Mexiletine and Theophylline Interaction
Drug interaction information between Mexiletine and Theophylline.
Mexiletine and Theophylline have a documented minor interaction in FDA labeling.
FDA drug labeling documents a minor-severity interaction between Mexiletine and Theophylline. Major interactions are generally avoided, moderate ones may need monitoring or a dose adjustment, and minor ones are usually low-risk. This page shows the documented mechanism and guidance. Label-documented interactions are not a complete safety review, so always confirm your own medications with a pharmacist or doctor. Educational information, not medical advice.
How They Interact
Mexiletine can slow down the removal of theophylline from your body, which makes the amount of theophylline in your blood go up.
What To Do
Your doctor should check your theophylline blood levels frequently. The dose of theophylline may need to be reduced to avoid side effects.
FDA Label Information
Concurrent use of mexiletine and theophylline may lead to increased plasma theophylline levels. One controlled study in eight normal subjects showed a 72% mean increase (range 35 to 136%) in plasma theophylline levels. Theophylline plasma levels returned to pre-mexiletine values within 48 hours after discontinuing mexiletine.
Mexiletine Also Interacts With
- Lidocaine Topical moderate
- Propranolol minor
- Digoxin minor
- Propafenone minor
- Cimetidine minor
Theophylline Also Interacts With
- Metoprolol major
- Albuterol major
- Omeprazole major
- Amoxicillin major
- Famotidine major
Frequently Asked Questions
Can I take Mexiletine and Theophylline together?
This is a minor interaction. Your doctor should check your theophylline blood levels frequently. The dose of theophylline may need to be reduced to avoid side effects.
How serious is the interaction between Mexiletine and Theophylline?
This interaction is classified as "minor" severity by the FDA. Minor interactions are unlikely to cause significant problems but should still be mentioned to your healthcare provider.
Why do Mexiletine and Theophylline interact?
Mexiletine can slow down the removal of theophylline from your body, which makes the amount of theophylline in your blood go up.
Understanding the Mexiletine and Theophylline Interaction
FDA-approved prescribing information for these two drugs flags their combination as a minor-severity interaction. Mexiletine belongs to the Class IB Antiarrhythmic class and Theophylline belongs to the Methylxanthine Bronchodilator class - two categories that can collide when co-prescribed. The mechanism described in FDA labeling is: Mexiletine can slow down the removal of theophylline from your body, which makes the amount of theophylline in your blood go up. Severity tiers matter: major flags generally advise avoidance, moderate flags often require monitoring or dose adjustment, and minor flags may only call for awareness.
Context around a specific patient determines real-world impact. Mexiletine has 14 total documented interactions on file in this dataset, and Theophylline has 86. Each additional medication compounds the interaction surface, which is why pharmacists run full-profile checks rather than evaluating one pair at a time. FDA-derived guidance for this pair is: Your doctor should check your theophylline blood levels frequently. Timing of doses, renal and hepatic function, age, and other concurrent prescriptions all shape whether a labeled interaction matters clinically.
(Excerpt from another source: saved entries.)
use std::{
    path::{Path, PathBuf},
    sync::Arc,
    time::Duration,
};

use {
    clap::Args,
    courier_config::CourierConfig,
    courier_runtime::{Dispatcher, providers, telemetry::TracingTelemetry},
    tracing::{debug, error, info, warn},
};

use crate::{MetricsRender, open_store};

#[derive(Args)]
pub struct DispatchArgs {
    /// Run a single batch and exit.
    #[arg(long)]
    once: bool,
    /// Actions claimed per batch (defaults to `dispatch.batch_size`).
    #[arg(long)]
    limit: Option<u32>,
    /// Write Prometheus metrics to this file after every tick and on exit,
    /// for a node_exporter textfile collector.
    #[arg(long)]
    metrics_file: Option<PathBuf>,
}

/// Destination and source of the metrics snapshot.
struct MetricsExport {
    path: PathBuf,
    render: MetricsRender,
}

impl MetricsExport {
    fn new(path: Option<PathBuf>, render: Option<MetricsRender>) -> Option<Self> {
        match (path, render) {
            (Some(path), Some(render)) => Some(Self { path, render }),
            (Some(path), None) => {
                warn!(path = %path.display(), "built without metrics support; --metrics-file ignored");
                None
            },
            (None, _) => None,
        }
    }

    async fn write(&self) {
        match write_atomically(&self.path, &(self.render)()).await {
            Ok(()) => debug!(path = %self.path.display(), "metrics snapshot written"),
            Err(e) => warn!(path = %self.path.display(), error = %e, "failed to write metrics"),
        }
    }
}

/// Write through a sibling temp file and rename, so scrapers never read a
/// partial snapshot.
async fn write_atomically(path: &Path, contents: &str) -> std::io::Result<()> {
    let mut tmp = path.as_os_str().to_owned();
    tmp.push(".tmp");
    tokio::fs::write(&tmp, contents).await?;
    tokio::fs::rename(&tmp, path).await
}

pub async fn handle_dispatch(
    args: DispatchArgs,
    config: CourierConfig,
    render: Option<MetricsRender>,
) -> anyhow::Result<()> {
    let metrics = MetricsExport::new(args.metrics_file, render);
    let store = open_store(&config).await?;
    let senders = providers::senders(&config.providers, &config.dispatch);
    if senders.is_empty() {
        warn!("no provider senders configured; every due action will be dead-lettered");
    }
    let limit = args.limit.unwrap_or(config.dispatch.batch_size).max(1);
    let poll_interval = Duration::from_secs(config.dispatch.poll_interval_secs.max(1));
    let dispatcher = Dispatcher::new(store, config.dispatch, Arc::new(TracingTelemetry));

    if args.once {
        dispatcher.requeue_stale().await?;
        let summary = dispatcher.dispatch_batch(&senders, limit).await?;
        if let Some(metrics) = &metrics {
            metrics.write().await;
        }
        println!("{}", serde_json::to_string_pretty(&summary)?);
        return Ok(());
    }

    info!(
        providers = ?senders.providers(),
        limit,
        poll_interval_secs = poll_interval.as_secs(),
        "dispatcher started"
    );
    let mut ticker = tokio::time::interval(poll_interval);
    ticker.set_missed_tick_behavior(tokio::time::MissedTickBehavior::Delay);
    loop {
        tokio::select! {
            _ = ticker.tick() => {},
            _ = tokio::signal::ctrl_c() => {
                info!("dispatcher stopping");
                if let Some(metrics) = &metrics {
                    metrics.write().await;
                }
                return Ok(());
            },
        }

        if let Err(e) = dispatcher.requeue_stale().await {
            error!(error = %e, "failed to requeue stale claims");
        }
        // Drain while full batches keep coming back.
        loop {
            match dispatcher.dispatch_batch(&senders, limit).await {
                Ok(summary) if summary.claimed >= limit as usize => continue,
                Ok(_) => break,
                Err(e) => {
                    error!(error = %e, "dispatch batch failed");
                    break;
                },
            }
        }
        if let Some(metrics) = &metrics {
            metrics.write().await;
        }
    }
}

#[allow(clippy::unwrap_used, clippy::expect_used)]
#[cfg(test)]
mod tests {
    use {super::*, tempfile::TempDir};

    #[tokio::test]
    async fn metrics_snapshot_replaces_the_file() {
        let dir = TempDir::new().unwrap();
        let path = dir.path().join("courier.prom");
        let export = MetricsExport::new(
            Some(path.clone()),
            Some(Box::new(|| "courier_outbox_sent_total 3\n".to_string())),
        )
        .unwrap();

        std::fs::write(&path, "stale").unwrap();
        export.write().await;
        assert_eq!(
            std::fs::read_to_string(&path).unwrap(),
            "courier_outbox_sent_total 3\n"
        );
        assert!(!dir.path().join("courier.prom.tmp").exists());
    }

    #[test]
    fn export_needs_a_path_and_a_recorder() {
        let render = || -> Option<MetricsRender> { Some(Box::new(String::new)) };
        assert!(MetricsExport::new(None, render()).is_none());
        assert!(MetricsExport::new(Some("m.prom".into()), None).is_none());
        assert!(MetricsExport::new(Some("m.prom".into()), render()).is_some());
    }
}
An interaction flag is not a verdict. A large share of labeled interactions are managed routinely in clinical practice, the fix may be as simple as spacing doses or adding a monitoring test. Others require the prescriber to choose a different medication entirely. This page surfaces FDA-sourced labeling and openFDA data for educational purposes only; it is not medical advice and cannot account for your full clinical picture. Never start, stop, or adjust either Mexiletine or Theophylline based on a web page, speak with your prescriber or pharmacist before making any change.
Sources: FDA Drug Labels (SPL) via openFDA (2026). This is for informational purposes only and is not medical advice. Always consult your healthcare provider about drug interactions.
Read our methodology - how this data is sourced, computed, and verified.